▶

//! Codec benchmarks for murmur-protocol.

use criterion::{black_box, criterion_group, criterion_main, Criterion, Throughput};
use murmur_protocol::{codec, ClientFrame};

fn bench_encode_small(c: &mut Criterion) {
    let frame = ClientFrame::chat("alice", "x".repeat(64));

    let mut group = c.benchmark_group("encode");
    group.throughput(Throughput::Bytes(64));
    group.bench_function("msgpack_64B", |b| {
        b.iter(|| codec::encode(black_box(&frame)))
    });
    group.bench_function("json_64B", |b| {
        b.iter(|| codec::encode_json(black_box(&frame)))
    });
    group.finish();
}

fn bench_decode_small(c: &mut Criterion) {
    let frame = ClientFrame::chat("alice", "x".repeat(64));
    let binary = codec::encode(&frame).unwrap();
    let text = codec::encode_json(&frame).unwrap();

    let mut group = c.benchmark_group("decode");
    group.throughput(Throughput::Bytes(binary.len() as u64));
    group.bench_function("msgpack_64B", |b| {
        b.iter(|| codec::decode::<ClientFrame>(black_box(&binary)))
    });
    group.throughput(Throughput::Bytes(text.len() as u64));
    group.bench_function("json_64B", |b| {
        b.iter(|| codec::decode_json::<ClientFrame>(black_box(&text)))
    });
    group.finish();
}

fn bench_roundtrip(c: &mut Criterion) {
    let frame = ClientFrame::private("alice", "bob", "x".repeat(256));

    c.bench_function("roundtrip_private_256B", |b| {
        b.iter(|| {
            let encoded = codec::encode(black_box(&frame)).unwrap();
            codec::decode::<ClientFrame>(black_box(&encoded)).unwrap()
        })
    });
}

criterion_group!(
    benches,
    bench_encode_small,
    bench_decode_small,
    bench_roundtrip
);
criterion_main!(benches);
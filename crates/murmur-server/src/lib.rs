//! # murmur-server
//!
//! WebSocket front end for the Murmur chat relay. Wires the router from
//! `murmur-core` to client connections, plus configuration and metrics.

pub mod config;
pub mod handlers;
pub mod metrics;

pub use config::Config;
pub use handlers::{app, run_server, serve, AppState};
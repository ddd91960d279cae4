//! Broadcast channels backing topics and private queues.

use crate::gateway::Outbound;
use tokio::sync::broadcast;
use tracing::trace;

/// Default broadcast channel capacity.
pub const DEFAULT_CHANNEL_CAPACITY: usize = 1024;

/// A named fan-out channel.
///
/// Receivers that fall more than `capacity` payloads behind skip the
/// oldest ones (`RecvError::Lagged`).
#[derive(Debug)]
pub struct Channel {
    /// Channel name.
    name: String,
    /// Broadcast sender for this channel.
    sender: broadcast::Sender<Outbound>,
    /// Channel capacity.
    capacity: usize,
}

impl Channel {
    /// Create a new channel.
    #[must_use]
    pub fn new(name: impl Into<String>) -> Self {
        Self::with_capacity(name, DEFAULT_CHANNEL_CAPACITY)
    }

    /// Create a new channel with a specific capacity.
    #[must_use]
    pub fn with_capacity(name: impl Into<String>, capacity: usize) -> Self {
        let (sender, _) = broadcast::channel(capacity.max(1));
        Self {
            name: name.into(),
            sender,
            capacity,
        }
    }

    /// Get the channel name.
    #[must_use]
    pub fn name(&self) -> &str {
        &self.name
    }

    /// Get a receiver for payloads published from now on.
    pub fn subscribe(&self) -> broadcast::Receiver<Outbound> {
        self.sender.subscribe()
    }

    /// Get the number of live receivers.
    #[must_use]
    pub fn subscriber_count(&self) -> usize {
        self.sender.receiver_count()
    }

    /// Check if the channel has no live receivers.
    #[must_use]
    pub fn is_empty(&self) -> bool {
        self.subscriber_count() == 0
    }

    /// Publish a payload.
    ///
    /// Returns the number of receivers it was queued for.
    pub fn publish(&self, payload: Outbound) -> usize {
        trace!(channel = %self.name, "Publishing");
        self.sender.send(payload).unwrap_or_default()
    }

    /// Get the channel capacity.
    #[must_use]
    pub fn capacity(&self) -> usize {
        self.capacity
    }
}
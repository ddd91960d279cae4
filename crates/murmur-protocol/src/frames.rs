//! Frame types for the Murmur protocol.
//!
//! Frames are the unit of communication between a client and the relay.
//! Client frames carry chat events; server frames carry deliveries,
//! presence updates and errors.

use serde::{Deserialize, Serialize};
use std::fmt;

/// Current protocol version, announced in the `connected` frame.
pub const PROTOCOL_VERSION: u8 = 1;

/// Destinations a delivery can be addressed to.
pub mod destinations {
    /// Public chat topic, received by every connected client.
    pub const PUBLIC: &str = "/topic/public";
    /// Presence topic carrying the list of online users.
    pub const USERS: &str = "/topic/users";
    /// A user's private queue.
    pub const PRIVATE_QUEUE: &str = "/user/queue/private";
}

/// Codes carried by `error` frames.
pub mod error_codes {
    /// Event violates the connection's lifecycle (e.g. registering twice).
    pub const PROTOCOL: u16 = 4000;
    /// Event is missing a required field or exceeds a limit.
    pub const VALIDATION: u16 = 4001;
    /// Connection is already bound to another identity.
    pub const ALREADY_BOUND: u16 = 4002;
    /// Frame could not be decoded.
    pub const MALFORMED_FRAME: u16 = 4003;
}

/// Frame type identifiers, used for logging and metric labels.
#[derive(Debug, Clone, Copy, PartialEq, Eq, Hash)]
pub enum FrameType {
    Register,
    Chat,
    Private,
    Leave,
    Ping,
    Connected,
    Message,
    Users,
    Error,
    Pong,
}

impl FrameType {
    /// Get the wire name of this frame type.
    #[must_use]
    pub fn as_str(self) -> &'static str {
        match self {
            FrameType::Register => "register",
            FrameType::Chat => "chat",
            FrameType::Private => "private",
            FrameType::Leave => "leave",
            FrameType::Ping => "ping",
            FrameType::Connected => "connected",
            FrameType::Message => "message",
            FrameType::Users => "users",
            FrameType::Error => "error",
            FrameType::Pong => "pong",
        }
    }
}

impl fmt::Display for FrameType {
    fn fmt(&self, f: &mut fmt::Formatter<'_>) -> fmt::Result {
        f.write_str(self.as_str())
    }
}

/// Kind of a chat message.
#[derive(Debug, Clone, Copy, PartialEq, Eq, Hash, Serialize, Deserialize)]
#[serde(rename_all = "UPPERCASE")]
pub enum MessageKind {
    /// Ordinary public message.
    Chat,
    /// Synthetic notice that a user joined.
    Join,
    /// Synthetic notice that a user left.
    Leave,
    /// Direct message to a single user.
    Private,
}

/// A chat message as it appears on the wire.
#[derive(Debug, Clone, PartialEq, Eq, Serialize, Deserialize)]
pub struct ChatPayload {
    /// Display name of the author.
    pub sender: String,
    /// Message body.
    pub content: String,
    /// Addressee of a private message.
    #[serde(default, skip_serializing_if = "Option::is_none")]
    pub receiver: Option<String>,
    /// Message kind.
    #[serde(rename = "type")]
    pub kind: MessageKind,
    /// Milliseconds since the Unix epoch.
    pub timestamp: u64,
}

/// A frame sent by a client.
#[derive(Debug, Clone, PartialEq, Eq, Serialize, Deserialize)]
#[serde(tag = "type", rename_all = "snake_case")]
pub enum ClientFrame {
    /// Announce presence under a display name.
    Register {
        /// Display name to register.
        sender: String,
    },

    /// Broadcast a message to every participant.
    Chat {
        /// Claimed author.
        sender: String,
        /// Message body.
        content: String,
    },

    /// Send a direct message.
    Private {
        /// Claimed author.
        sender: String,
        /// Message body.
        content: String,
        /// Addressee. Required; a frame without one is rejected.
        #[serde(default, skip_serializing_if = "Option::is_none")]
        receiver: Option<String>,
    },

    /// Leave the chat.
    Leave {
        /// Claimed author.
        sender: String,
    },

    /// Keepalive ping.
    Ping {
        /// Optional timestamp, echoed in the pong.
        #[serde(default, skip_serializing_if = "Option::is_none")]
        timestamp: Option<u64>,
    },
}

impl ClientFrame {
    /// Get the frame type.
    #[must_use]
    pub fn frame_type(&self) -> FrameType {
        match self {
            ClientFrame::Register { .. } => FrameType::Register,
            ClientFrame::Chat { .. } => FrameType::Chat,
            ClientFrame::Private { .. } => FrameType::Private,
            ClientFrame::Leave { .. } => FrameType::Leave,
            ClientFrame::Ping { .. } => FrameType::Ping,
        }
    }

    /// Create a new Register frame.
    #[must_use]
    pub fn register(sender: impl Into<String>) -> Self {
        ClientFrame::Register {
            sender: sender.into(),
        }
    }

    /// Create a new Chat frame.
    #[must_use]
    pub fn chat(sender: impl Into<String>, content: impl Into<String>) -> Self {
        ClientFrame::Chat {
            sender: sender.into(),
            content: content.into(),
        }
    }

    /// Create a new Private frame addressed to `receiver`.
    #[must_use]
    pub fn private(
        sender: impl Into<String>,
        receiver: impl Into<String>,
        content: impl Into<String>,
    ) -> Self {
        ClientFrame::Private {
            sender: sender.into(),
            content: content.into(),
            receiver: Some(receiver.into()),
        }
    }

    /// Create a new Leave frame.
    #[must_use]
    pub fn leave(sender: impl Into<String>) -> Self {
        ClientFrame::Leave {
            sender: sender.into(),
        }
    }

    /// Create a new Ping frame.
    #[must_use]
    pub fn ping(timestamp: Option<u64>) -> Self {
        ClientFrame::Ping { timestamp }
    }
}

/// A frame sent by the relay.
#[derive(Debug, Clone, PartialEq, Eq, Serialize, Deserialize)]
#[serde(tag = "type", rename_all = "snake_case")]
pub enum ServerFrame {
    /// Connection established.
    Connected {
        /// Identifier the relay assigned to this connection.
        connection_id: String,
        /// Protocol version.
        version: u8,
        /// Recommended heartbeat interval in milliseconds.
        heartbeat: u32,
    },

    /// A chat message delivered to a topic or private queue.
    Message {
        /// Where the message was delivered.
        destination: String,
        /// The message itself.
        message: ChatPayload,
    },

    /// The set of users currently online.
    Users {
        /// Destination of the presence topic.
        destination: String,
        /// Presence version; higher versions supersede lower ones.
        version: u64,
        /// Online display names, sorted.
        users: Vec<String>,
    },

    /// An inbound frame was rejected.
    Error {
        /// Error code.
        code: u16,
        /// Human-readable error message.
        message: String,
    },

    /// Keepalive pong.
    Pong {
        /// Echoed timestamp from the ping.
        #[serde(default, skip_serializing_if = "Option::is_none")]
        timestamp: Option<u64>,
    },
}

impl ServerFrame {
    /// Get the frame type.
    #[must_use]
    pub fn frame_type(&self) -> FrameType {
        match self {
            ServerFrame::Connected { .. } => FrameType::Connected,
            ServerFrame::Message { .. } => FrameType::Message,
            ServerFrame::Users { .. } => FrameType::Users,
            ServerFrame::Error { .. } => FrameType::Error,
            ServerFrame::Pong { .. } => FrameType::Pong,
        }
    }

    /// Create a new Connected frame.
    #[must_use]
    pub fn connected(connection_id: impl Into<String>, heartbeat: u32) -> Self {
        ServerFrame::Connected {
            connection_id: connection_id.into(),
            version: PROTOCOL_VERSION,
            heartbeat,
        }
    }

    /// Create a new Error frame.
    #[must_use]
    pub fn error(code: u16, message: impl Into<String>) -> Self {
        ServerFrame::Error {
            code,
            message: message.into(),
        }
    }

    /// Create a new Pong frame.
    #[must_use]
    pub fn pong(timestamp: Option<u64>) -> Self {
        ServerFrame::Pong { timestamp }
    }
}

#[cfg(test)]
mod tests {
    use super::*;

    #[test]
    fn test_frame_type() {
        assert_eq!(ClientFrame::register("alice").frame_type(), FrameType::Register);
        assert_eq!(ClientFrame::chat("alice", "hi").frame_type(), FrameType::Chat);
        assert_eq!(ServerFrame::pong(None).frame_type(), FrameType::Pong);
        assert_eq!(FrameType::Private.to_string(), "private");
    }

    #[test]
    fn test_client_frame_json_shape() {
        let json = serde_json::to_value(ClientFrame::private("alice", "bob", "hey")).unwrap();
        assert_eq!(json["type"], "private");
        assert_eq!(json["sender"], "alice");
        assert_eq!(json["receiver"], "bob");
        assert_eq!(json["content"], "hey");
    }

    #[test]
    fn test_private_without_receiver_parses() {
        // Missing and null receivers both decode; the router rejects them.
        let frame: ClientFrame =
            serde_json::from_str(r#"{"type":"private","sender":"alice","content":"hey"}"#)
                .unwrap();
        assert!(matches!(frame, ClientFrame::Private { receiver: None, .. }));

        let frame: ClientFrame = serde_json::from_str(
            r#"{"type":"private","sender":"alice","content":"hey","receiver":null}"#,
        )
        .unwrap();
        assert!(matches!(frame, ClientFrame::Private { receiver: None, .. }));
    }

    #[test]
    fn test_register_ignores_extra_fields() {
        let frame: ClientFrame = serde_json::from_str(
            r#"{"type":"register","sender":"alice","timestamp":"2024-01-01T00:00:00Z"}"#,
        )
        .unwrap();
        assert_eq!(frame, ClientFrame::register("alice"));
    }

    #[test]
    fn test_message_kind_wire_names() {
        let payload = ChatPayload {
            sender: "alice".into(),
            content: "alice joined the chat!".into(),
            receiver: None,
            kind: MessageKind::Join,
            timestamp: 1,
        };
        let json = serde_json::to_value(&payload).unwrap();
        assert_eq!(json["type"], "JOIN");
        assert!(json.get("receiver").is_none());
    }

    #[test]
    fn test_connected_carries_version() {
        match ServerFrame::connected("conn-1", 30_000) {
            ServerFrame::Connected { version, .. } => assert_eq!(version, PROTOCOL_VERSION),
            other => panic!("unexpected frame {other:?}"),
        }
    }
}
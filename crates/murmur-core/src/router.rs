//! Message routing for Murmur.
//!
//! The router turns inbound events into delivery plans, updating presence
//! and session bindings on the way. Each connection moves through
//! `Unjoined -> Joined -> Closed`; see [`SessionState`].

use crate::gateway::{DeliveryGateway, DeliveryPlan, Topic};
use crate::message::{
    validate_identity, Identity, Message, ValidationError, DEFAULT_MAX_IDENTITY_LENGTH,
};
use crate::presence::PresenceRegistry;
use crate::session::{AlreadyBoundError, Session, SessionBinding, SessionState};
use murmur_protocol::{error_codes, ClientFrame};
use std::sync::Arc;
use thiserror::Error;
use tracing::{debug, info, trace};

/// Default maximum message body length in bytes.
pub const DEFAULT_MAX_CONTENT_LENGTH: usize = 4096;

/// Event arrived in a state that does not allow it.
#[derive(Debug, Clone, PartialEq, Eq, Error)]
pub enum ProtocolError {
    /// `register` on a connection that already joined.
    #[error("Already joined as {0}")]
    AlreadyJoined(Identity),

    /// Any other event before `register`.
    #[error("Must register before sending {0}")]
    NotJoined(&'static str),
}

/// Router errors.
///
/// A failed event leaves presence and bindings untouched.
#[derive(Debug, Clone, PartialEq, Eq, Error)]
pub enum RouterError {
    /// Event sequence violates the connection lifecycle.
    #[error("Protocol violation: {0}")]
    Protocol(#[from] ProtocolError),

    /// Event is malformed.
    #[error("Invalid event: {0}")]
    Validation(#[from] ValidationError),

    /// Binding table disagrees with the connection's state.
    #[error(transparent)]
    AlreadyBound(#[from] AlreadyBoundError),
}

impl RouterError {
    /// Get the code reported to the client.
    #[must_use]
    pub fn code(&self) -> u16 {
        match self {
            RouterError::Protocol(_) => error_codes::PROTOCOL,
            RouterError::Validation(_) => error_codes::VALIDATION,
            RouterError::AlreadyBound(_) => error_codes::ALREADY_BOUND,
        }
    }

    /// Short label for logs and metrics.
    #[must_use]
    pub fn kind(&self) -> &'static str {
        match self {
            RouterError::Protocol(_) => "protocol",
            RouterError::Validation(_) => "validation",
            RouterError::AlreadyBound(_) => "already_bound",
        }
    }
}

/// An inbound chat event.
#[derive(Debug, Clone, PartialEq, Eq)]
pub enum InboundEvent {
    /// Join the chat as `sender`.
    Register { sender: Identity },
    /// Broadcast `content`.
    Chat { sender: Identity, content: String },
    /// Send `content` to `receiver` only.
    Private {
        sender: Identity,
        content: String,
        receiver: Option<Identity>,
    },
    /// Leave the chat.
    Leave { sender: Identity },
}

impl InboundEvent {
    /// Convert a client frame. Returns `None` for frames that are not chat
    /// events (keepalives).
    #[must_use]
    pub fn from_frame(frame: ClientFrame) -> Option<Self> {
        match frame {
            ClientFrame::Register { sender } => Some(InboundEvent::Register {
                sender: sender.into(),
            }),
            ClientFrame::Chat { sender, content } => Some(InboundEvent::Chat {
                sender: sender.into(),
                content,
            }),
            ClientFrame::Private {
                sender,
                content,
                receiver,
            } => Some(InboundEvent::Private {
                sender: sender.into(),
                content,
                receiver: receiver.map(Identity::from),
            }),
            ClientFrame::Leave { sender } => Some(InboundEvent::Leave {
                sender: sender.into(),
            }),
            ClientFrame::Ping { .. } => None,
        }
    }

    /// Event name for logs and metrics.
    #[must_use]
    pub fn name(&self) -> &'static str {
        match self {
            InboundEvent::Register { .. } => "register",
            InboundEvent::Chat { .. } => "chat",
            InboundEvent::Private { .. } => "private",
            InboundEvent::Leave { .. } => "leave",
        }
    }
}

/// Router configuration.
#[derive(Debug, Clone)]
pub struct RouterConfig {
    /// Use the `sender` claimed by chat/private/leave events as given.
    /// When `false`, the identity bound at register time is used instead.
    pub trust_client_sender: bool,
    /// Maximum identity length in bytes.
    pub max_identity_length: usize,
    /// Maximum chat/private body length in bytes.
    pub max_content_length: usize,
}

impl Default for RouterConfig {
    fn default() -> Self {
        Self {
            trust_client_sender: true,
            max_identity_length: DEFAULT_MAX_IDENTITY_LENGTH,
            max_content_length: DEFAULT_MAX_CONTENT_LENGTH,
        }
    }
}

/// The central message router.
///
/// Shared by every connection worker. All operations are synchronous and
/// in-memory; the only shared state is the presence registry and the
/// binding table.
pub struct MessageRouter {
    presence: Arc<PresenceRegistry>,
    bindings: Arc<SessionBinding>,
    gateway: Arc<dyn DeliveryGateway>,
    config: RouterConfig,
}

impl MessageRouter {
    /// Create a router over the given registry, bindings and gateway.
    #[must_use]
    pub fn new(
        presence: Arc<PresenceRegistry>,
        bindings: Arc<SessionBinding>,
        gateway: Arc<dyn DeliveryGateway>,
        config: RouterConfig,
    ) -> Self {
        info!("Creating router with config: {:?}", config);
        Self {
            presence,
            bindings,
            gateway,
            config,
        }
    }

    /// Get the presence registry.
    #[must_use]
    pub fn presence(&self) -> &Arc<PresenceRegistry> {
        &self.presence
    }

    /// Get the binding table.
    #[must_use]
    pub fn bindings(&self) -> &Arc<SessionBinding> {
        &self.bindings
    }

    /// Get the configuration.
    #[must_use]
    pub fn config(&self) -> &RouterConfig {
        &self.config
    }

    /// Get router statistics.
    #[must_use]
    pub fn stats(&self) -> RouterStats {
        RouterStats {
            online: self.presence.len(),
            bound_connections: self.bindings.len(),
        }
    }

    /// Process an event and deliver the resulting plan.
    ///
    /// Returns the plan that was delivered.
    ///
    /// # Errors
    ///
    /// Returns an error if the event is not allowed in the session's state
    /// or is malformed. Nothing is mutated or delivered in that case.
    pub fn handle(
        &self,
        session: &mut Session,
        event: InboundEvent,
    ) -> Result<DeliveryPlan, RouterError> {
        let plan = self.plan(session, event)?;
        plan.deliver(&*self.gateway);
        Ok(plan)
    }

    /// Process an event without delivering anything.
    ///
    /// State changes (presence, bindings, session) are applied; the caller
    /// owns delivery of the returned plan.
    ///
    /// # Errors
    ///
    /// Same as [`handle`](Self::handle).
    pub fn plan(
        &self,
        session: &mut Session,
        event: InboundEvent,
    ) -> Result<DeliveryPlan, RouterError> {
        if session.is_closed() {
            trace!(connection = %session.id(), event = event.name(), "Ignoring event on closed session");
            return Ok(DeliveryPlan::new());
        }

        match event {
            InboundEvent::Register { sender } => self.register(session, sender),

            InboundEvent::Chat { sender, content } => {
                let sender = self.effective_sender(session, sender, "chat")?;
                self.check_content(&content)?;

                let mut plan = DeliveryPlan::new();
                plan.broadcast(Topic::Public, Message::chat(sender, content));
                Ok(plan)
            }

            InboundEvent::Private {
                sender,
                content,
                receiver,
            } => {
                let sender = self.effective_sender(session, sender, "private")?;
                let receiver = receiver
                    .filter(|r| !r.as_str().trim().is_empty())
                    .ok_or(ValidationError::MissingReceiver)?;
                self.check_content(&content)?;

                debug!(connection = %session.id(), from = %sender, to = %receiver, "Private message");
                let mut plan = DeliveryPlan::new();
                plan.unicast(
                    receiver.clone(),
                    Message::private(sender, receiver, content),
                );
                Ok(plan)
            }

            InboundEvent::Leave { sender } => {
                let sender = self.effective_sender(session, sender, "leave")?;
                session.set_state(SessionState::Closed);
                let bound = self.bindings.unbind(session.id());

                let mut plan = self.leave(sender.clone());
                // The connection is gone either way; its own identity leaves too.
                if let Some(bound) = bound.filter(|bound| *bound != sender) {
                    debug!(
                        connection = %session.id(),
                        claimed = %sender,
                        bound = %bound,
                        "Leave for another identity"
                    );
                    plan.append(self.leave(bound));
                }
                Ok(plan)
            }
        }
    }

    /// Handle the transport closing the connection.
    ///
    /// Runs the leave path if the session joined and has not left yet.
    /// Calling it again, or on a session that never joined, does nothing.
    pub fn disconnect(&self, session: &mut Session) -> DeliveryPlan {
        let previous = session.set_state(SessionState::Closed);
        if previous == SessionState::Closed {
            return DeliveryPlan::new();
        }

        let plan = match self.bindings.resolve(session.id()) {
            Some(identity) => {
                self.bindings.unbind(session.id());
                self.leave(identity)
            }
            None => {
                debug!(connection = %session.id(), "Disconnected without joining");
                DeliveryPlan::new()
            }
        };

        plan.deliver(&*self.gateway);
        plan
    }

    fn register(
        &self,
        session: &mut Session,
        sender: Identity,
    ) -> Result<DeliveryPlan, RouterError> {
        if let SessionState::Joined(current) = session.state() {
            return Err(ProtocolError::AlreadyJoined(current.clone()).into());
        }

        validate_identity(sender.as_str(), self.config.max_identity_length)?;
        self.bindings.bind(session.id(), sender.clone())?;
        let snapshot = self.presence.join(sender.clone());
        session.set_state(SessionState::Joined(sender.clone()));

        info!(connection = %session.id(), identity = %sender, online = snapshot.len(), "Joined");

        let mut plan = DeliveryPlan::new();
        plan.broadcast(Topic::Public, Message::join_notice(sender));
        plan.broadcast(Topic::Users, snapshot);
        Ok(plan)
    }

    fn leave(&self, identity: Identity) -> DeliveryPlan {
        let snapshot = self.presence.leave(&identity);

        info!(identity = %identity, online = snapshot.len(), "Left");

        let mut plan = DeliveryPlan::new();
        plan.broadcast(Topic::Public, Message::leave_notice(identity));
        plan.broadcast(Topic::Users, snapshot);
        plan
    }

    /// Resolve who an event is from.
    fn effective_sender(
        &self,
        session: &Session,
        claimed: Identity,
        event: &'static str,
    ) -> Result<Identity, ProtocolError> {
        let bound = session.identity().ok_or(ProtocolError::NotJoined(event))?;

        if self.config.trust_client_sender {
            return Ok(claimed);
        }
        if &claimed != bound {
            debug!(connection = %session.id(), claimed = %claimed, bound = %bound, "Overriding claimed sender");
        }
        Ok(bound.clone())
    }

    fn check_content(&self, content: &str) -> Result<(), ValidationError> {
        if content.len() > self.config.max_content_length {
            return Err(ValidationError::ContentTooLong {
                len: content.len(),
                max: self.config.max_content_length,
            });
        }
        Ok(())
    }
}

/// Router statistics.
#[derive(Debug, Clone, PartialEq, Eq)]
pub struct RouterStats {
    /// Number of identities online.
    pub online: usize,
    /// Number of connections bound to an identity.
    pub bound_connections: usize,
}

◀

• Work task
From the entries above, copy every line where the word "Some" shows up.

• Exercise response
            receiver: Some(receiver.into()),
            ClientFrame::Register { sender } => Some(InboundEvent::Register {
            ClientFrame::Chat { sender, content } => Some(InboundEvent::Chat {
            } => Some(InboundEvent::Private {
            ClientFrame::Leave { sender } => Some(InboundEvent::Leave {
                if let Some(bound) = bound.filter(|bound| *bound != sender) {
            Some(identity) => {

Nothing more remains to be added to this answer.